Disclaimers : Bleach © Tite Kubo
Rate : T (for language)
Genre(s) : Hurt/Comfort, Drama, Romance
Pairing(s) : Ichigo x Rukia
Warning : Canon-setting, Scene modified, Timeline—saat Rukia di bawa ke Soul Society oleh Byakuya dan Renji, Het, Don't like Don't read!
.
Sebuah permintaan dari Kuro Chappy Ruki. Enjoy!
.
.
.
A Confession
©Jeanne-jaques San
.
.
"Coba saja… mengejarku… aku takkan pernah… memaafkanmu…!"
Dada Ichigo bergemuruh hebat. Memori malam itu, kembali berputar di pikirannya. Menariknya kembali ke dasar penyesalan.
Kuchiki Rukia. Shinigami yang dikenalnya beberapa bulan yang lalu. Shinigami yang menolong dirinya dan keluarganya di pertemuan pertama. Lagi-lagi… menolong dirinya di malam itu. Menolongnya di ambang kematian.
"Diam saja di situ dan hiduplah lebih lama walau hanya satu detik."
Ichigo bisa mendengar. Suara yang biasa terdengar tegas itu, bergetar. Sorot mata itu terlihat pedih. Berusaha menahan air mata yang sudah mengenang di pelupuk mata.
"Sial!" desisnya pelan. Dipejamkan kedua matanya. Di dalam kegelapan, ia bisa melihat sosok itu. Seraut wajah yang sangat dikenalinya itu. Muncul dan berputar-putar di dalam tempurung kepalanya.
Perlahan, ada yang berubah.
Cinta yang muncul dalam diam dan tumbuh dalam keheningan. Yang datang bahkan tanpa dia sadari.

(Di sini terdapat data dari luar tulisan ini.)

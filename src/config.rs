//! Provider configuration assembled from an ordered list of options.
//!
//! [`ConfigOption`] values are applied strictly left to right over [`Config::default`], so the
//! last option touching a field wins. The registry only assembles the value; domain-required
//! fields are checked by the caller through [`Config::validate_required`] before a provider is
//! created.

// std
use std::time::Duration;
// self
use crate::{_prelude::*, error::ConfigError};

/// OAuth client credentials used for the refresh grant.
#[derive(Clone, Default, PartialEq, Eq)]
pub struct Credentials {
	/// OAuth client identifier.
	pub client_id: String,
	/// Long-lived refresh token.
	pub refresh_token: String,
}
impl Debug for Credentials {
	fn fmt(&self, f: &mut Formatter) -> FmtResult {
		f.debug_struct("Credentials")
			.field("client_id", &self.client_id)
			.field("refresh_token", &"<redacted>")
			.finish()
	}
}

/// Provider configuration; immutable once handed to a constructor.
#[derive(Clone, PartialEq, Eq)]
pub struct Config {
	/// User agent presented on every request; empty keeps the transport default.
	pub user_agent: String,
	/// Mobile app version to emulate.
	pub app_version: String,
	/// OAuth client credentials.
	pub credentials: Credentials,
	/// Vendor API key.
	pub api_key: String,
	/// Store whose promotions are listed.
	pub store_id: String,
	/// Per-request HTTP timeout.
	pub timeout: Duration,
	/// Enables wire logging of requests and responses.
	pub debug: bool,
	/// Overrides the provider's token endpoint.
	pub token_url: Option<Url>,
	/// Overrides the provider's API origin.
	pub api_base: Option<Url>,
}
impl Config {
	/// Default per-request timeout.
	pub const DEFAULT_TIMEOUT: Duration = Duration::from_secs(30);

	/// Applies `options` in order over the defaults.
	pub fn from_options(options: impl IntoIterator<Item = ConfigOption>) -> Self {
		options.into_iter().fold(Self::default(), Self::with)
	}

	/// Applies a single option, returning the updated config.
	pub fn with(mut self, option: ConfigOption) -> Self {
		option.apply(&mut self);

		self
	}

	/// Checks the fields every provider needs, reporting the first one that is empty.
	pub fn validate_required(&self) -> Result<(), ConfigError> {
		let required = [
			("refresh_token", &self.credentials.refresh_token),
			("client_id", &self.credentials.client_id),
			("api_key", &self.api_key),
			("store_id", &self.store_id),
		];

		match required.into_iter().find(|(_, value)| value.trim().is_empty()) {
			Some((field, _)) => Err(ConfigError::MissingField { field }),
			None => Ok(()),
		}
	}
}
impl Default for Config {
	fn default() -> Self {
		Self {
			user_agent: String::new(),
			app_version: String::new(),
			credentials: Credentials::default(),
			api_key: String::new(),
			store_id: String::new(),
			timeout: Self::DEFAULT_TIMEOUT,
			debug: false,
			token_url: None,
			api_base: None,
		}
	}
}
impl Debug for Config {
	fn fmt(&self, f: &mut Formatter) -> FmtResult {
		f.debug_struct("Config")
			.field("user_agent", &self.user_agent)
			.field("app_version", &self.app_version)
			.field("credentials", &self.credentials)
			.field("api_key_set", &!self.api_key.is_empty())
			.field("store_id", &self.store_id)
			.field("timeout", &self.timeout)
			.field("debug", &self.debug)
			.field("token_url", &self.token_url.as_ref().map(Url::as_str))
			.field("api_base", &self.api_base.as_ref().map(Url::as_str))
			.finish()
	}
}

/// One mutation of a [`Config`].
#[derive(Clone, Debug, PartialEq, Eq)]
pub enum ConfigOption {
	/// Sets the user agent.
	UserAgent(String),
	/// Sets the app version to emulate.
	AppVersion(String),
	/// Sets the client id and refresh token together.
	Credentials {
		/// OAuth client identifier.
		client_id: String,
		/// Long-lived refresh token.
		refresh_token: String,
	},
	/// Sets the API key.
	ApiKey(String),
	/// Sets the store id used for promotions.
	StoreId(String),
	/// Sets the per-request timeout.
	Timeout(Duration),
	/// Enables or disables wire logging.
	Debug(bool),
	/// Overrides the token endpoint.
	TokenUrl(Url),
	/// Overrides the API origin.
	ApiBase(Url),
}
impl ConfigOption {
	/// Convenience constructor for [`ConfigOption::Credentials`].
	pub fn credentials(client_id: impl Into<String>, refresh_token: impl Into<String>) -> Self {
		Self::Credentials { client_id: client_id.into(), refresh_token: refresh_token.into() }
	}

	/// Writes the option into `config`.
	pub fn apply(self, config: &mut Config) {
		match self {
			Self::UserAgent(value) => config.user_agent = value,
			Self::AppVersion(value) => config.app_version = value,
			Self::Credentials { client_id, refresh_token } =>
				config.credentials = Credentials { client_id, refresh_token },
			Self::ApiKey(value) => config.api_key = value,
			Self::StoreId(value) => config.store_id = value,
			Self::Timeout(value) => config.timeout = value,
			Self::Debug(value) => config.debug = value,
			Self::TokenUrl(value) => config.token_url = Some(value),
			Self::ApiBase(value) => config.api_base = Some(value),
		}
	}
}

Berjalan bersamanya, larut dalam tawa dan semua kelakarnya, limbung dalam senyum dan tatap mata.
Bahkan saat jari-jari itu meraihnya, satu hal yang kerap terjadi sejak semula, dan satu bisikan kecil di telinga...
Sesuatu di dadanya berdetak lebih cepat dari yang dia duga.*
Kelopak mata itu terbuka. Menunjukkan iris bola mata cokelat musim gugur. Tubuh itu bergerak bangun. Kemudian menopang satu tangannya di jendela kamarnya yang sejak tadi terbuka lebar. Hembusan angin malam menerpa wajahnya. Ichigo menatap langit malam melalui jendela kamarnya. Penuh dengan tebaran bintang. Perlahan dadanya mulai mereda. Tenang. Pikirannya, kembali menerawang. Membayangkan kembali saat-saat bersama Rukia.
"Hoy, Ichigo! Bangun! Ada sinyal hollow!" teriak Rukia sambil menguncang-guncangkan tubuh Ichigo. Tidur Ichigo terusik. Goncangan Rukia membuatnya terbangun. Dienyahkan selimutnya, kemudian menatap cewek bertubuh mungil yang berdiri disamping tempat tidurnya sambil menatap ponsel di tangannya.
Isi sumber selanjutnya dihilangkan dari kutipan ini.